When a line of the records below contains the string "Classification", copy that whole line.

**********

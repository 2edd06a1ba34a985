//! Per-target comparison orchestration
//!
//! The local tree is scanned once; every target is then compared against
//! that snapshot in order. A target that fails is reported and skipped, the
//! remaining targets still run. The session of a target is closed whatever
//! happened while it was in use.

use std::collections::BTreeSet;
use std::path::PathBuf;
use tracing::{error, info, warn};

use crate::callbacks::{CompareCallbacks, NoCallbacks, TargetStats};
use crate::config::{Config, SshConfig};
use crate::confirm::{DeletionConfirmer, PromptConfirmer};
use crate::connection::{Connector, Credential, SshConnector};
use crate::delete::{compute_deletion_plan, execute_deletion, DeleteProtection, DeletionReport};
use crate::diff::{diff, Classification, DiffResult};
use crate::error::CompareError;
use crate::exclusion::PatternMatcher;
use crate::scan::{scan_local, scan_remote, ScanOptions};
use crate::session::RemoteSession;
use crate::strategies::ChecksumAlgorithm;
use crate::types::{RelativePath, TreeSnapshot};
use crate::validation;

/// What happened to the deleted set of a target
#[derive(Debug, Clone, PartialEq, Eq)]
pub enum DeletionStatus {
	/// Auto-delete is off
	NotRequested,
	/// Nothing on the target is missing locally
	NothingToDelete,
	/// Protection limits rejected the plan
	Refused { reason: String },
	/// The operator said no
	Declined,
	Executed(DeletionReport),
}

/// Result of a successfully compared target
#[derive(Debug, Clone)]
pub struct TargetReport {
	pub diff: DiffResult,
	pub unchanged: BTreeSet<RelativePath>,
	pub stats: TargetStats,
	pub deletion: DeletionStatus,
}

impl TargetReport {
	/// No refused plan and no failed deletion
	pub fn is_success(&self) -> bool {
		match &self.deletion {
			DeletionStatus::Refused { .. } => false,
			DeletionStatus::Executed(report) => report.is_success(),
			_ => true,
		}
	}
}

/// Outcome of one target
#[derive(Debug)]
pub struct TargetOutcome {
	pub target: String,
	pub result: Result<TargetReport, CompareError>,
}

/// Outcome of a whole run
#[derive(Debug)]
pub struct CompareSummary {
	/// Files in the local snapshot
	pub local_files: usize,
	pub targets: Vec<TargetOutcome>,
}

impl CompareSummary {
	pub fn failed_targets(&self) -> Vec<&str> {
		self.targets
			.iter()
			.filter(|t| !matches!(&t.result, Ok(report) if report.is_success()))
			.map(|t| t.target.as_str())
			.collect()
	}

	pub fn is_success(&self) -> bool {
		self.failed_targets().is_empty()
	}
}

/// Compares one local tree against a list of targets
pub struct Comparer {
	source: PathBuf,
	targets: Vec<String>,
	remote_root: String,
	options: ScanOptions,
	auto_delete: bool,
	protection: DeleteProtection,
	connector: Box<dyn Connector>,
	confirmer: Box<dyn DeletionConfirmer>,
	callbacks: Box<dyn CompareCallbacks>,
}

impl Comparer {
	/// Scan the local tree, then compare every target in order
	///
	/// Only a failed local scan is an error here; target failures end up in
	/// the summary.
	pub async fn run(&self) -> Result<CompareSummary, CompareError> {
		let local = scan_local(&self.source, &self.options).await?;
		info!("Local snapshot of {}: {} files", self.source.display(), local.len());

		let mut targets = Vec::with_capacity(self.targets.len());
		for target in &self.targets {
			self.callbacks.on_target_start(target);
			let result = self.compare_target(target, &local).await;
			if let Err(e) = &result {
				error!("{}: {}", target, e);
				self.callbacks.on_target_error(target, e);
			}
			targets.push(TargetOutcome { target: target.clone(), result });
		}

		Ok(CompareSummary { local_files: local.len(), targets })
	}

	async fn compare_target(&self, target: &str, local: &TreeSnapshot) -> Result<TargetReport, CompareError> {
		let mut session = self.connector.connect(target).await?;
		let result = self.compare_with_session(session.as_mut(), target, local).await;
		if let Err(e) = session.close().await {
			warn!("{}: closing session failed: {}", target, e);
		}
		result
	}

	async fn compare_with_session<S: RemoteSession + ?Sized>(
		&self,
		session: &mut S,
		target: &str,
		local: &TreeSnapshot,
	) -> Result<TargetReport, CompareError> {
		let remote = scan_remote(session, &self.remote_root, &self.options).await?;
		let result = diff(local, &remote);
		let unchanged = result.unchanged(local, &remote);

		let stats = TargetStats {
			added: result.added.len(),
			deleted: result.deleted.len(),
			modified: result.modified.len(),
			unchanged: unchanged.len(),
		};
		for class in Classification::ALL {
			let paths = match class {
				Classification::Added => &result.added,
				Classification::Deleted => &result.deleted,
				Classification::Modified => &result.modified,
				Classification::Unchanged => &unchanged,
			};
			self.callbacks.on_class_start(target, class, paths.len());
			for path in paths {
				self.callbacks.on_entry(target, class, path);
			}
		}
		self.callbacks.on_target_summary(target, &stats);
		info!(
			"{}: {} added, {} deleted, {} modified, {} unchanged",
			target, stats.added, stats.deleted, stats.modified, stats.unchanged
		);

		let deletion = self.remediate(session, target, &result, &remote).await?;
		Ok(TargetReport { diff: result, unchanged, stats, deletion })
	}

	async fn remediate<S: RemoteSession + ?Sized>(
		&self,
		session: &mut S,
		target: &str,
		result: &DiffResult,
		remote: &TreeSnapshot,
	) -> Result<DeletionStatus, CompareError> {
		if !self.auto_delete {
			return Ok(DeletionStatus::NotRequested);
		}
		if result.deleted.is_empty() {
			return Ok(DeletionStatus::NothingToDelete);
		}

		let plan = compute_deletion_plan(result, remote, &self.remote_root);
		if let Err(reason) = plan.check(&self.protection) {
			warn!("{}: {}", target, reason);
			self.callbacks.on_deletion_refused(target, &reason);
			return Ok(DeletionStatus::Refused { reason });
		}

		if !self.confirmer.confirm(target, plan.len())? {
			info!("{}: deletion of {} files declined", target, plan.len());
			self.callbacks.on_deletion_declined(target, plan.len());
			return Ok(DeletionStatus::Declined);
		}

		let report = execute_deletion(session, &plan).await;
		for (path, outcome) in &report.outcomes {
			self.callbacks.on_deletion(target, path, outcome);
		}
		info!(
			"{}: {} deleted, {} already gone, {} failed",
			target,
			report.deleted(),
			report.not_found(),
			report.failed()
		);
		Ok(DeletionStatus::Executed(report))
	}
}

/// Builder for [`Comparer`]
pub struct CompareBuilder {
	source: Option<PathBuf>,
	targets: Vec<String>,
	remote_root: String,
	algorithm: ChecksumAlgorithm,
	exclude_patterns: Vec<String>,
	auto_delete: bool,
	protection: DeleteProtection,
	connector: Option<Box<dyn Connector>>,
	confirmer: Option<Box<dyn DeletionConfirmer>>,
	callbacks: Option<Box<dyn CompareCallbacks>>,
}

impl CompareBuilder {
	pub fn new() -> Self {
		CompareBuilder {
			source: None,
			targets: Vec::new(),
			remote_root: String::new(),
			algorithm: ChecksumAlgorithm::default(),
			exclude_patterns: Vec::new(),
			auto_delete: false,
			protection: DeleteProtection::disabled(),
			connector: None,
			confirmer: None,
			callbacks: None,
		}
	}

	/// Builder preloaded from a configuration, with an ssh connector
	pub fn from_config(config: &Config) -> Self {
		let mut builder = Self::new()
			.targets(config.targets.iter().cloned())
			.remote_root(&config.remote_root)
			.algorithm(config.algorithm)
			.exclude_patterns(config.exclude_patterns.clone())
			.auto_delete(config.auto_delete)
			.protection(DeleteProtection::new(config.max_delete_count, config.max_delete_percent))
			.connector(SshConnector::from_config(config));
		if let Some(source) = &config.source {
			builder = builder.source(source.clone());
		}
		builder
	}

	pub fn source(mut self, source: impl Into<PathBuf>) -> Self {
		self.source = Some(source.into());
		self
	}

	pub fn target(mut self, target: impl Into<String>) -> Self {
		self.targets.push(target.into());
		self
	}

	pub fn targets<I, T>(mut self, targets: I) -> Self
	where
		I: IntoIterator<Item = T>,
		T: Into<String>,
	{
		self.targets.extend(targets.into_iter().map(Into::into));
		self
	}

	pub fn remote_root(mut self, root: impl Into<String>) -> Self {
		self.remote_root = root.into();
		self
	}

	pub fn algorithm(mut self, algorithm: ChecksumAlgorithm) -> Self {
		self.algorithm = algorithm;
		self
	}

	pub fn exclude_patterns(mut self, patterns: Vec<String>) -> Self {
		self.exclude_patterns = patterns;
		self
	}

	pub fn auto_delete(mut self, enabled: bool) -> Self {
		self.auto_delete = enabled;
		self
	}

	pub fn protection(mut self, protection: DeleteProtection) -> Self {
		self.protection = protection;
		self
	}

	pub fn connector(mut self, connector: impl Connector + 'static) -> Self {
		self.connector = Some(Box::new(connector));
		self
	}

	pub fn confirmer(mut self, confirmer: impl DeletionConfirmer + 'static) -> Self {
		self.confirmer = Some(Box::new(confirmer));
		self
	}

	pub fn callbacks(mut self, callbacks: Box<dyn CompareCallbacks>) -> Self {
		self.callbacks = Some(callbacks);
		self
	}

	pub fn build(self) -> Result<Comparer, CompareError> {
		let invalid = |message: String| CompareError::InvalidConfig { message };

		let source = self.source.ok_or_else(|| invalid("no source directory given".to_string()))?;
		if self.targets.is_empty() {
			return Err(invalid("no targets given".to_string()));
		}
		validation::validate_remote_root(&self.remote_root).map_err(|e| invalid(e.to_string()))?;
		let exclusions = PatternMatcher::new(&self.exclude_patterns).map_err(|e| invalid(e.to_string()))?;

		Ok(Comparer {
			source,
			targets: self.targets,
			remote_root: self.remote_root,
			options: ScanOptions::new(self.algorithm, exclusions),
			auto_delete: self.auto_delete,
			protection: self.protection,
			connector: self.connector.unwrap_or_else(|| {
				Box::new(SshConnector::new(None, Credential::Default, SshConfig::default()))
			}),
			confirmer: self.confirmer.unwrap_or_else(|| Box::new(PromptConfirmer)),
			callbacks: self.callbacks.unwrap_or_else(|| Box::new(NoCallbacks)),
		})
	}
}

impl Default for CompareBuilder {
	fn default() -> Self {
		Self::new()
	}
}

#[cfg(test)]
mod tests {
	use super::*;

	#[test]
	fn test_build_requires_source_targets_and_root() {
		assert!(CompareBuilder::new().target("web1").remote_root("/srv").build().is_err());
		assert!(CompareBuilder::new().source("/data").remote_root("/srv").build().is_err());
		assert!(CompareBuilder::new().source("/data").target("web1").remote_root("srv").build().is_err());
		assert!(CompareBuilder::new().source("/data").target("web1").remote_root("/srv").build().is_ok());
	}

	#[test]
	fn test_build_rejects_bad_pattern() {
		let result = CompareBuilder::new()
			.source("/data")
			.target("web1")
			.remote_root("/srv")
			.exclude_patterns(vec!["[".to_string()])
			.build();
		assert!(matches!(result, Err(CompareError::InvalidConfig { .. })));
	}

	#[test]
	fn test_from_config() {
		let config = Config {
			source: Some(PathBuf::from("/data")),
			targets: vec!["a".to_string(), "b".to_string()],
			remote_root: "/srv".to_string(),
			max_delete_count: Some(3),
			..Config::default()
		};
		let comparer = CompareBuilder::from_config(&config).build().unwrap();
		assert_eq!(comparer.targets, vec!["a", "b"]);
		assert_eq!(comparer.protection.max_delete_count, Some(3));
	}
}

// vim: ts=4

**********

— Answer to the exercise —
use crate::diff::{diff, Classification, DiffResult};
		for class in Classification::ALL {
				Classification::Added => &result.added,
				Classification::Deleted => &result.deleted,
				Classification::Modified => &result.modified,
				Classification::Unchanged => &unchanged,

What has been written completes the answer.